» **Stored data**:
-------------------------
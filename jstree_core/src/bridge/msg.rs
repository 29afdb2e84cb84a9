//! Messages exchanged between host threads and the Event Loop thread.
//!
//! Mirrors the master/jsrt channel pattern used throughout the bridge:
//! host threads never touch the `v8` isolate directly, they only ever
//! hand a boxed job to the loop and (optionally) wait on a completion
//! channel for its result.

use crate::js::JsRuntime;

/// A unit of work to run on the Event Loop thread. Built from a
/// `FnOnce(&mut JsRuntime)` closure captured by `Bridge::run_on_loop`/
/// `run_on_loop_sync`; the closure is `Send` so it can cross threads, but
/// it is only ever invoked on the loop thread.
pub type LoopJob = Box<dyn FnOnce(&mut JsRuntime) + Send + 'static>;

/// Messages sent from host threads to the Event Loop thread.
pub enum ToLoopMessage {
  Run(LoopJob),
}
-------------------------
» **TASK BRIEF**: The line containing "and the Event Loop thread." opens the range, and the last line of the entries closes it; copy that range exactly.

» **TASK RESULT**:
//! Messages exchanged between host threads and the Event Loop thread.
//!
//! Mirrors the master/jsrt channel pattern used throughout the bridge:
//! host threads never touch the `v8` isolate directly, they only ever
//! hand a boxed job to the loop and (optionally) wait on a completion
//! channel for its result.

use crate::js::JsRuntime;

/// A unit of work to run on the Event Loop thread. Built from a
/// `FnOnce(&mut JsRuntime)` closure captured by `Bridge::run_on_loop`/
/// `run_on_loop_sync`; the closure is `Send` so it can cross threads, but
/// it is only ever invoked on the loop thread.
pub type LoopJob = Box<dyn FnOnce(&mut JsRuntime) + Send + 'static>;

/// Messages sent from host threads to the Event Loop thread.
pub enum ToLoopMessage {
  Run(LoopJob),
}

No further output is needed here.